One of the things I've noticed is the incestuous character of science fiction podcasting. I think they like to think of it as networking. I interview you. You interview me. It's two podcasts. We get interviewed by a third person. That's three. Then we each interview the third person and that's two more podcasts. The bottom line though is there are only three people.

So Hutchins decides to have a big deal about short stories in his Seventh Son Universe and everybody's all excited. Don't get me wrong. I'll listen. I enjoyed the story. But come on. It's not that big a deal. It's a group of folks, mostly unpublished or published by very small presses, recording their stuff.

Writing for yourself, reading to small groups of people, it's been done forever and ever amen. This isn't news. There's just the Internet to spread the reading around. I think it's great, but it's not earthshaking. The campfire is just a little bigger and we don't have to worry about forest fires.

Am I sore because I'm not included, I'm not as good a writer yet?

I thought hard about this. At times, I am, but then at other times, most of the time, I am quite content to push on my own limitations and see where I go.
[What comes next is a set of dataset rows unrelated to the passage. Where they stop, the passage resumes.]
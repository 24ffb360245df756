// ── Domain model ──
//
// Canonical types shared by every registry and the handoff machinery.

pub mod agent;
pub mod client;
pub mod forwarding;
pub mod mac;
pub mod subscription;

pub use agent::Agent;
pub use client::{AuthorizedClient, Client, Lvap};
pub use forwarding::{FlowMatch, FlowRule, ForwardingProgram};
pub use mac::MacAddress;
pub use subscription::{
    ClientMatcher, EventSubscription, NotificationContext, Relation, SubscriptionId,
};
// ── Forwarding program types ──
//
// The flow rules installed on an agent's datapath so a client's traffic
// is bridged between the wired uplink and the LVAP. The core treats the
// program as an opaque value; the agent link decides how to encode it.

use serde::{Deserialize, Serialize};
use std::net::IpAddr;

/// Which side of the packet a rule inspects.
#[derive(Debug, Clone, Copy, PartialEq, Eq, Serialize, Deserialize)]
#[serde(rename_all = "snake_case")]
pub enum FlowMatch {
    SourceIp(IpAddr),
    DestinationIp(IpAddr),
}

/// A single flow rule: packets entering on `in_port` that satisfy
/// `matcher` leave through `out_port`.
#[derive(Debug, Clone, PartialEq, Eq, Serialize, Deserialize)]
pub struct FlowRule {
    pub priority: u16,
    pub in_port: u16,
    pub matcher: FlowMatch,
    pub out_port: u16,
    /// Seconds of inactivity before the datapath may evict the rule. 0 = never.
    pub idle_timeout_secs: u16,
}

/// The full set of rules to install for one client.
#[derive(Debug, Clone, Default, PartialEq, Eq, Serialize, Deserialize)]
pub struct ForwardingProgram {
    pub rules: Vec<FlowRule>,
}

impl ForwardingProgram {
    /// A program with no rules, used while the client's address is unknown.
    pub fn empty() -> Self {
        Self::default()
    }

    pub fn is_empty(&self) -> bool {
        self.rules.is_empty()
    }
}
I'm not so serious about all this.

You want to be a writer. Be a writer. Just don't keep going on and on about it. Write. Read. Publish. I'll listen if it's audio.

End of rant.

Monday, June 2, 2008

Azotus

The activities of Philip, a deacon in the early church, came up. He finds himself on a desert road in the middle of the day, running to talk to an Ethiopian eunoch. After the man is baptized in a pool beside the road, Philip is snatched away to Azotus and must walk home many miles. He preaches along the way. Philip's adventures are not recorded, but it is such a wonderful story because it challenges me so.

Can I run to catch up with the chariot?
Can I expound on a passage of Scripture such that my listener will ask to be baptized when water appears miraculously?
CAn I be so focused on my message that I can even share it when plunked down far from home with no physical means of support?

Philip certainly has networking skills to find food, shelter, protection and people to preach to.

Imagining myself into this kind of evangelism and commitment is my creative work for today.

Sunday, June 1, 2008

Going Forward

The more I read and the more I think about it, I think I want to imagine a world very different from my own. I finished reading Mike Resnick's starship trilogy. I was amused to read that 3000 years from now people will be using paper and pens. Oh, there were some advances with computers, but basically everything stayed the same. Things will not stay the same. So writing about a time in a future requires my imagination and requires choices. I can't imagine it all. I have to choose what I imagine. My biggest challenge so far is imagining my main character. I need to go forward and imagine other characters, too.

If, for example, Old Kelly can communicate telepathically, it makes sense that she may not be able to speak or hear. Then again, she is old. Perhaps that is why she cannot hear. I need to think about this some more. What are Kellens really like and why was she in prison for so long anyway and does it matter to this story?